Wykonawcy stworzyli hipnotyczny pejzaż dźwiękowy. To nie był koncert „do tańca”, choć rytmiczne pulsacje dawały się odczuć podskórnie – raczej muzyczna medytacja nad tym, czym może być „polskość” w dźwięku, poza skansenem i cepelią.
Występ Radical Polish Ansambl w Łodzi był też pokazem tego, jak tradycja może stać się paliwem dla radykalnych działań twórczych. Zamiast powtarzać znane schematy, muzycy proponują twórczą konfrontację z przeszłością – czasem nostalgiczną, czasem niepokojącą, ale zawsze szczerą i intelektualnie pobudzającą.

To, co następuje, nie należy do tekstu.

// Two-endpoint backend: one catalog search by ISRC, then the primary and
// fallback stream endpoints tried in order. No throttling and no jobs;
// the stream endpoints answer with a direct URL or not at all.

use std::path::PathBuf;

use async_trait::async_trait;
use reqwest::Client;
use serde::Deserialize;
use tokio::sync::watch;
use tracing::info;

use fetchio::{FetchError, Location, RetrievalProgress, Retriever, fallback};

use crate::provider::{Provider, ProviderKind, retrieve_location};
use crate::track::TrackRequest;

const SEARCH_API: &str = "https://www.qobuz.com/api.json/0.2/track/search";
const APP_ID: &str = "798273057";
const STREAM_ENDPOINTS: [&str; 2] = [
    "https://dab.yeet.su/api/stream",
    "https://dabmusic.xyz/api/stream",
];
/// Quality codes: 6 = FLAC 16-bit, 7 = FLAC 24-bit, 27 = Hi-Res.
const DEFAULT_QUALITY: &str = "6";

#[derive(Debug, Deserialize)]
struct SearchResponse {
    tracks: SearchTracks,
}

#[derive(Debug, Deserialize)]
struct SearchTracks {
    #[serde(default)]
    items: Vec<CatalogTrack>,
}

#[derive(Debug, Deserialize)]
struct CatalogTrack {
    id: i64,
    #[serde(default)]
    title: String,
    #[serde(default)]
    hires: bool,
    #[serde(default)]
    maximum_bit_depth: u32,
    #[serde(default)]
    maximum_sampling_rate: f64,
}

#[derive(Debug, Deserialize)]
struct StreamResponse {
    #[serde(default)]
    url: String,
}

pub struct QobuzProvider {
    client: Client,
    endpoints: Vec<String>,
    retriever: Retriever,
}

impl QobuzProvider {
    pub fn new(client: Client) -> Self {
        Self {
            retriever: Retriever::new(client.clone()),
            client,
            endpoints: STREAM_ENDPOINTS.iter().map(|e| e.to_string()).collect(),
        }
    }

    async fn search_by_isrc(&self, isrc: &str) -> Result<CatalogTrack, FetchError> {
        let url = format!("{SEARCH_API}?query={isrc}&limit=1&app_id={APP_ID}");
        let response = self.client.get(&url).send().await?;
        if !response.status().is_success() {
            return Err(FetchError::http_status(
                response.status(),
                url,
                "track search",
            ));
        }

        let body = response.text().await?;
        if body.is_empty() {
            return Err(FetchError::parse("search response", "empty body", &body));
        }
        let search: SearchResponse = serde_json::from_str(&body)
            .map_err(|e| FetchError::parse("search response", e.to_string(), &body))?;

        search
            .tracks
            .items
            .into_iter()
            .next()
            .ok_or_else(|| FetchError::not_found(format!("track for ISRC {isrc}")))
    }

    async fn stream_url(
        &self,
        endpoint: &str,
        track_id: i64,
        quality: &str,
    ) -> Result<String, FetchError> {
        let url = stream_request_url(endpoint, track_id, quality);
        let response = self.client.get(&url).send().await?;
        if !response.status().is_success() {
            return Err(FetchError::http_status(
                response.status(),
                url,
                "stream lookup",
            ));
        }

        let body = response.text().await?;
        let stream: StreamResponse = serde_json::from_str(&body)
            .map_err(|e| FetchError::parse("stream response", e.to_string(), &body))?;
        if stream.url.is_empty() {
            return Err(FetchError::parse(
                "stream response",
                "no download URL",
                &body,
            ));
        }
        Ok(stream.url)
    }
}

#[async_trait]
impl Provider for QobuzProvider {
    fn kind(&self) -> ProviderKind {
        ProviderKind::Qobuz
    }

    async fn resolve(&mut self, request: &TrackRequest) -> Result<Location, FetchError> {
        let Some(isrc) = request.isrc.as_deref() else {
            return Err(FetchError::not_found(format!(
                "ISRC for track {} (required for this backend)",
                request.track_id
            )));
        };

        let track = self.search_by_isrc(isrc).await?;
        if track.hires {
            info!(
                title = %track.title,
                bit_depth = track.maximum_bit_depth,
                sampling_khz = track.maximum_sampling_rate,
                "Found hi-res track"
            );
        } else {
            info!(title = %track.title, "Found track");
        }

        let quality = request.quality_or(DEFAULT_QUALITY);
        let quality = quality.as_str();
        let this = &*self;
        let url = fallback::try_in_order(&this.endpoints, |endpoint| {
            let endpoint = endpoint.clone();
            async move { this.stream_url(&endpoint, track.id, quality).await }
        })
        .await?;
        Ok(Location::Direct(url))
    }

    async fn download(&mut self, request: &TrackRequest) -> Result<PathBuf, FetchError> {
        if let Some(existing) = request.existing_output() {
            info!(path = %existing.display(), "File already exists, skipping");
            return Ok(existing);
        }
        tokio::fs::create_dir_all(&request.output_dir).await?;

        let location = self.resolve(request).await?;
        retrieve_location(&mut self.retriever, &location, &request.target_path()).await
    }

    fn subscribe_progress(&self) -> watch::Receiver<RetrievalProgress> {
        self.retriever.subscribe_progress()
    }
}

fn stream_request_url(endpoint: &str, track_id: i64, quality: &str) -> String {
    format!("{endpoint}?trackId={track_id}&quality={quality}")
}

#[cfg(test)]
mod tests {
    use super::*;

    #[test]
    fn stream_url_carries_track_and_quality() {
        assert_eq!(
            stream_request_url("https://dab.yeet.su/api/stream", 12345, "27"),
            "https://dab.yeet.su/api/stream?trackId=12345&quality=27"
        );
    }

    #[test]
    fn search_response_parses_hires_metadata() {
        let raw = r#"{"query":"USSM12345678","tracks":{"limit":1,"offset":0,"total":1,"items":[
            {"id":52718836,"title":"Song","isrc":"USSM12345678","hires":true,
             "maximum_bit_depth":24,"maximum_sampling_rate":96.0}
        ]}}"#;
        let search: SearchResponse = serde_json::from_str(raw).unwrap();
        let track = &search.tracks.items[0];
        assert_eq!(track.id, 52718836);
        assert!(track.hires);
        assert_eq!(track.maximum_bit_depth, 24);
    }

    #[test]
    fn empty_item_list_parses_cleanly() {
        let raw = r#"{"tracks":{"items":[]}}"#;
        let search: SearchResponse = serde_json::from_str(raw).unwrap();
        assert!(search.tracks.items.is_empty());
    }

    #[test]
    fn stream_response_without_url_is_detectable() {
        let stream: StreamResponse = serde_json::from_str(r#"{"error":"no stream"}"#).unwrap();
        assert!(stream.url.is_empty());
    }
}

Publiczność słuchała w skupieniu – to nie był koncert do biernej konsumpcji. To była propozycja dialogu, który wymagał zaangażowania i otwartości. I dokładnie to, czego oczekujemy od cyklu LDZ Alternatywa – alternatywy nie tyle gatunkowej, co mentalnej.
Po zakończeniu występu pojawiło się mini stoisko z wydawnictwami muzycznymi. W rolę sprzedawcy wcielił się perkusista Piotr Gwadera, który wygląda jak współczesna wersja doktora Wilczura, choć zamiast instrumentów chirurgicznych pracuje pałeczkami.
Piotr Gwadera podczas rozmowy ze słuchaczami. Foto: Mariusz Baryła / Gazeta Trybunalska. Kliknij, aby powiększyć.
Radical Polish Ansambl tworzą: Emilia Bolibrzuch – skrzypce, Maciej Filipczuk – skrzypce, Mateusz Kowalski – skrzypce, Marcin Lorenc – skrzypce, Łucja Siedlik – skrzypce, Maria Stępień – skrzypce, Piotr Gwadera – dżaz, perkusjonalia. Zespół powstał w 2017 roku i ma na swoim koncie trzy płyty długogrające.
Na koniec niespodzianka. RPA w swoim kanale w YT udostępnia, choć w średniej jakości, materiał pochodzący z „Nierozpoznanej wsi”. Wystarczy kliknąć: > tutaj.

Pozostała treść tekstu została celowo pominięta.